● **What this task involves**
The data must be transcribed exactly, with no line missing.

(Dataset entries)
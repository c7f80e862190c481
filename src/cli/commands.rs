//! CLI Command Implementations
//!
//! Implements the actual logic for each CLI command.

use std::io::{self, Write};
use std::path::Path;

use log::{info, warn};
use serde::Serialize;

use crate::config::ExplorerConfig;
use crate::dashboard::Dashboard;
use crate::error::Result;
use crate::layout::layout;
use crate::scatter::ScatterQuery;
use crate::stats;
use crate::tables::{AxisRange, ClassFilter, DataSet};
use crate::topology::Topology;

/// Build the effective configuration from the file and CLI overrides.
pub fn load_config(
    path: Option<&Path>,
    data_dir: Option<&Path>,
    seed: Option<u64>,
) -> Result<ExplorerConfig> {
    let mut config = match path {
        Some(path) => ExplorerConfig::load(path)?,
        None => ExplorerConfig::default(),
    };

    if let Some(dir) = data_dir {
        config.data_dir = dir.to_path_buf();
    }
    if seed.is_some() {
        config.seed = seed;
    }

    Ok(config)
}

/// Print the diagram layout.
///
/// With `features` given, no tables are read.
pub fn layout_diagram(
    config: ExplorerConfig,
    layers: Vec<usize>,
    features: Option<usize>,
) -> Result<()> {
    let features = match features {
        Some(features) => features,
        None => DataSet::load(&config)?.input_features(),
    };

    let topology = Topology::new(layers, features)?;
    info!("Laying out design {}", topology.design_key());

    let mut rng = config.edge_rng();
    print_json(&layout(&topology, &config.layout, &mut rng))
}

/// Print accuracy and F1 score.
pub fn show_metrics(config: ExplorerConfig, layers: Vec<usize>) -> Result<()> {
    let dashboard = Dashboard::load(config)?;
    let topology = Topology::new(layers, dashboard.data().input_features())?;

    print_json(&stats::metrics(&dashboard.data().metrics, &topology)?)
}

/// Print significance and weighted counts for a cut.
pub fn show_significance(
    config: ExplorerConfig,
    layers: Vec<usize>,
    cut: f64,
    classes: Vec<u8>,
) -> Result<()> {
    let dashboard = Dashboard::load(config)?;
    let topology = Topology::new(layers, dashboard.data().input_features())?;

    let report = stats::significance(
        &dashboard.data().probabilities,
        &topology,
        cut,
        ClassFilter::from_labels(classes),
    )?;
    if report.significance.is_none() {
        warn!("Significance undefined: no background passes cut {}", cut);
    }

    print_json(&report)
}

/// Print the classifier-output histogram.
pub fn show_histogram(
    config: ExplorerConfig,
    layers: Vec<usize>,
    classes: Vec<u8>,
) -> Result<()> {
    let dashboard = Dashboard::load(config)?;
    let topology = Topology::new(layers, dashboard.data().input_features())?;

    let histogram = stats::histogram(
        &dashboard.data().probabilities,
        &topology,
        ClassFilter::from_labels(classes),
        dashboard.config().histogram_bin_width,
    )?;

    print_json(&histogram)
}

/// Print the prediction for one event.
pub fn show_prediction(config: ExplorerConfig, layers: Vec<usize>, event: u32) -> Result<()> {
    let dashboard = Dashboard::load(config)?;
    let topology = Topology::new(layers, dashboard.data().input_features())?;

    let prediction = stats::predict(&dashboard.data().probabilities, event, &topology)?;
    info!(
        "Event {} classified as {:?} (truth {:?})",
        event, prediction.predicted, prediction.truth
    );

    print_json(&prediction)
}

/// Print a scatter-plot selection.
pub fn show_scatter(
    config: ExplorerConfig,
    y: Option<String>,
    x_range: Option<Vec<f64>>,
    y_range: Option<Vec<f64>>,
    categories: Option<Vec<String>>,
) -> Result<()> {
    let dashboard = Dashboard::load(config)?;

    let mut query = match y {
        Some(y) => ScatterQuery::full(
            &dashboard.data().scatter,
            &dashboard.config().scatter.x_feature,
            &y,
        )?,
        None => dashboard.default_scatter_query()?,
    };

    if let Some(range) = x_range.as_deref().and_then(to_range) {
        query.x_range = range;
    }
    if let Some(range) = y_range.as_deref().and_then(to_range) {
        query.y_range = range;
    }
    if let Some(categories) = categories {
        query.categories = categories;
    }

    print_json(&dashboard.scatter(&query)?)
}

/// Print the event shortlist.
pub fn list_events(config: ExplorerConfig) -> Result<()> {
    let dashboard = Dashboard::load(config)?;
    let options = dashboard.event_options();

    if options.is_empty() {
        println!("No events in the shortlist.");
        return Ok(());
    }

    let mut stdout = io::stdout().lock();
    for (_, label) in options {
        writeln!(stdout, "{}", label)?;
    }
    Ok(())
}

fn to_range(values: &[f64]) -> Option<AxisRange> {
    match values {
        [low, high] => Some(AxisRange::new(*low, *high)),
        _ => None,
    }
}

fn print_json<T: Serialize>(value: &T) -> Result<()> {
    let json = serde_json::to_string_pretty(value)?;
    let mut stdout = io::stdout().lock();
    writeln!(stdout, "{}", json)?;
    Ok(())
}
//! MLP Explorer CLI
//!
//! Command-line interface for the MLP Explorer core.

use anyhow::Context;
use clap::Parser;
use env_logger::Env;
use log::{debug, info};

use mlp_explorer::cli::commands;
use mlp_explorer::cli::{Cli, Commands};
use mlp_explorer::{ExplorerConfig, ExplorerError};

fn main() -> anyhow::Result<()> {
    let cli = Cli::parse();

    // Initialize logger
    let level = if cli.verbose { "debug" } else { "info" };
    env_logger::Builder::from_env(Env::default().default_filter_or(level)).init();

    debug!("MLP Explorer v{}", env!("CARGO_PKG_VERSION"));

    let config = commands::load_config(cli.config.as_deref(), cli.data_dir.as_deref(), cli.seed)
        .context("failed to load configuration")?;

    match cli.command {
        Some(cmd) => handle_command(cmd, config).map_err(|err| {
            for suggestion in err.recovery_suggestions() {
                eprintln!("  hint: {}", suggestion);
            }
            let code = err.error_code();
            anyhow::Error::new(err).context(code)
        }),
        None => {
            info!("No command given");
            println!("MLP Explorer v{}", env!("CARGO_PKG_VERSION"));
            println!("Use --help for available commands");
            Ok(())
        }
    }
}

fn handle_command(cmd: Commands, config: ExplorerConfig) -> Result<(), ExplorerError> {
    match cmd {
        Commands::Layout { layers, features } => commands::layout_diagram(config, layers, features),
        Commands::Metrics { layers } => commands::show_metrics(config, layers),
        Commands::Significance {
            layers,
            cut,
            classes,
        } => commands::show_significance(config, layers, cut, classes),
        Commands::Histogram { layers, classes } => {
            commands::show_histogram(config, layers, classes)
        }
        Commands::Predict { layers, event } => commands::show_prediction(config, layers, event),
        Commands::Scatter {
            y,
            x_range,
            y_range,
            categories,
        } => commands::show_scatter(config, y, x_range, y_range, categories),
        Commands::Events => commands::list_events(config),
    }
}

● **Response to this exercise**
repository c7f80e862190c481
filename src/cli/commands.rs
//! CLI Command Implementations
//!
//! Implements the actual logic for each CLI command.

use std::io::{self, Write};
use std::path::Path;

use log::{info, warn};
use serde::Serialize;

use crate::config::ExplorerConfig;
use crate::dashboard::Dashboard;
use crate::error::Result;
use crate::layout::layout;
use crate::scatter::ScatterQuery;
use crate::stats;
use crate::tables::{AxisRange, ClassFilter, DataSet};
use crate::topology::Topology;

/// Build the effective configuration from the file and CLI overrides.
pub fn load_config(
    path: Option<&Path>,
    data_dir: Option<&Path>,
    seed: Option<u64>,
) -> Result<ExplorerConfig> {
    let mut config = match path {
        Some(path) => ExplorerConfig::load(path)?,
        None => ExplorerConfig::default(),
    };

    if let Some(dir) = data_dir {
        config.data_dir = dir.to_path_buf();
    }
    if seed.is_some() {
        config.seed = seed;
    }

    Ok(config)
}

/// Print the diagram layout.
///
/// With `features` given, no tables are read.
pub fn layout_diagram(
    config: ExplorerConfig,
    layers: Vec<usize>,
    features: Option<usize>,
) -> Result<()> {
    let features = match features {
        Some(features) => features,
        None => DataSet::load(&config)?.input_features(),
    };

    let topology = Topology::new(layers, features)?;
    info!("Laying out design {}", topology.design_key());

    let mut rng = config.edge_rng();
    print_json(&layout(&topology, &config.layout, &mut rng))
}

/// Print accuracy and F1 score.
pub fn show_metrics(config: ExplorerConfig, layers: Vec<usize>) -> Result<()> {
    let dashboard = Dashboard::load(config)?;
    let topology = Topology::new(layers, dashboard.data().input_features())?;

    print_json(&stats::metrics(&dashboard.data().metrics, &topology)?)
}

/// Print significance and weighted counts for a cut.
pub fn show_significance(
    config: ExplorerConfig,
    layers: Vec<usize>,
    cut: f64,
    classes: Vec<u8>,
) -> Result<()> {
    let dashboard = Dashboard::load(config)?;
    let topology = Topology::new(layers, dashboard.data().input_features())?;

    let report = stats::significance(
        &dashboard.data().probabilities,
        &topology,
        cut,
        ClassFilter::from_labels(classes),
    )?;
    if report.significance.is_none() {
        warn!("Significance undefined: no background passes cut {}", cut);
    }

    print_json(&report)
}

/// Print the classifier-output histogram.
pub fn show_histogram(
    config: ExplorerConfig,
    layers: Vec<usize>,
    classes: Vec<u8>,
) -> Result<()> {
    let dashboard = Dashboard::load(config)?;
    let topology = Topology::new(layers, dashboard.data().input_features())?;

    let histogram = stats::histogram(
        &dashboard.data().probabilities,
        &topology,
        ClassFilter::from_labels(classes),
        dashboard.config().histogram_bin_width,
    )?;

    print_json(&histogram)
}

/// Print the prediction for one event.
pub fn show_prediction(config: ExplorerConfig, layers: Vec<usize>, event: u32) -> Result<()> {
    let dashboard = Dashboard::load(config)?;
    let topology = Topology::new(layers, dashboard.data().input_features())?;

    let prediction = stats::predict(&dashboard.data().probabilities, event, &topology)?;
    info!(
        "Event {} classified as {:?} (truth {:?})",
        event, prediction.predicted, prediction.truth
    );

    print_json(&prediction)
}

/// Print a scatter-plot selection.
pub fn show_scatter(
    config: ExplorerConfig,
    y: Option<String>,
    x_range: Option<Vec<f64>>,
    y_range: Option<Vec<f64>>,
    categories: Option<Vec<String>>,
) -> Result<()> {
    let dashboard = Dashboard::load(config)?;

    let mut query = match y {
        Some(y) => ScatterQuery::full(
            &dashboard.data().scatter,
            &dashboard.config().scatter.x_feature,
            &y,
        )?,
        None => dashboard.default_scatter_query()?,
    };

    if let Some(range) = x_range.as_deref().and_then(to_range) {
        query.x_range = range;
    }
    if let Some(range) = y_range.as_deref().and_then(to_range) {
        query.y_range = range;
    }
    if let Some(categories) = categories {
        query.categories = categories;
    }

    print_json(&dashboard.scatter(&query)?)
}

/// Print the event shortlist.
pub fn list_events(config: ExplorerConfig) -> Result<()> {
    let dashboard = Dashboard::load(config)?;
    let options = dashboard.event_options();

    if options.is_empty() {
        println!("No events in the shortlist.");
        return Ok(());
    }

    let mut stdout = io::stdout().lock();
    for (_, label) in options {
        writeln!(stdout, "{}", label)?;
    }
    Ok(())
}

fn to_range(values: &[f64]) -> Option<AxisRange> {
    match values {
        [low, high] => Some(AxisRange::new(*low, *high)),
        _ => None,
    }
}

fn print_json<T: Serialize>(value: &T) -> Result<()> {
    let json = serde_json::to_string_pretty(value)?;
    let mut stdout = io::stdout().lock();
    writeln!(stdout, "{}", json)?;
    Ok(())
}
//! MLP Explorer CLI
//!
//! Command-line interface for the MLP Explorer core.

use anyhow::Context;
use clap::Parser;
use env_logger::Env;
use log::{debug, info};

use mlp_explorer::cli::commands;
use mlp_explorer::cli::{Cli, Commands};
use mlp_explorer::{ExplorerConfig, ExplorerError};

fn main() -> anyhow::Result<()> {
    let cli = Cli::parse();

    // Initialize logger
    let level = if cli.verbose { "debug" } else { "info" };
    env_logger::Builder::from_env(Env::default().default_filter_or(level)).init();

    debug!("MLP Explorer v{}", env!("CARGO_PKG_VERSION"));

    let config = commands::load_config(cli.config.as_deref(), cli.data_dir.as_deref(), cli.seed)
        .context("failed to load configuration")?;

    match cli.command {
        Some(cmd) => handle_command(cmd, config).map_err(|err| {
            for suggestion in err.recovery_suggestions() {
                eprintln!("  hint: {}", suggestion);
            }
            let code = err.error_code();
            anyhow::Error::new(err).context(code)
        }),
        None => {
            info!("No command given");
            println!("MLP Explorer v{}", env!("CARGO_PKG_VERSION"));
            println!("Use --help for available commands");
            Ok(())
        }
    }
}

fn handle_command(cmd: Commands, config: ExplorerConfig) -> Result<(), ExplorerError> {
    match cmd {
        Commands::Layout { layers, features } => commands::layout_diagram(config, layers, features),
        Commands::Metrics { layers } => commands::show_metrics(config, layers),
        Commands::Significance {
            layers,
            cut,
            classes,
        } => commands::show_significance(config, layers, cut, classes),
        Commands::Histogram { layers, classes } => {
            commands::show_histogram(config, layers, classes)
        }
        Commands::Predict { layers, event } => commands::show_prediction(config, layers, event),
        Commands::Scatter {
            y,
            x_range,
            y_range,
            categories,
        } => commands::show_scatter(config, y, x_range, y_range, categories),
        Commands::Events => commands::list_events(config),
    }
}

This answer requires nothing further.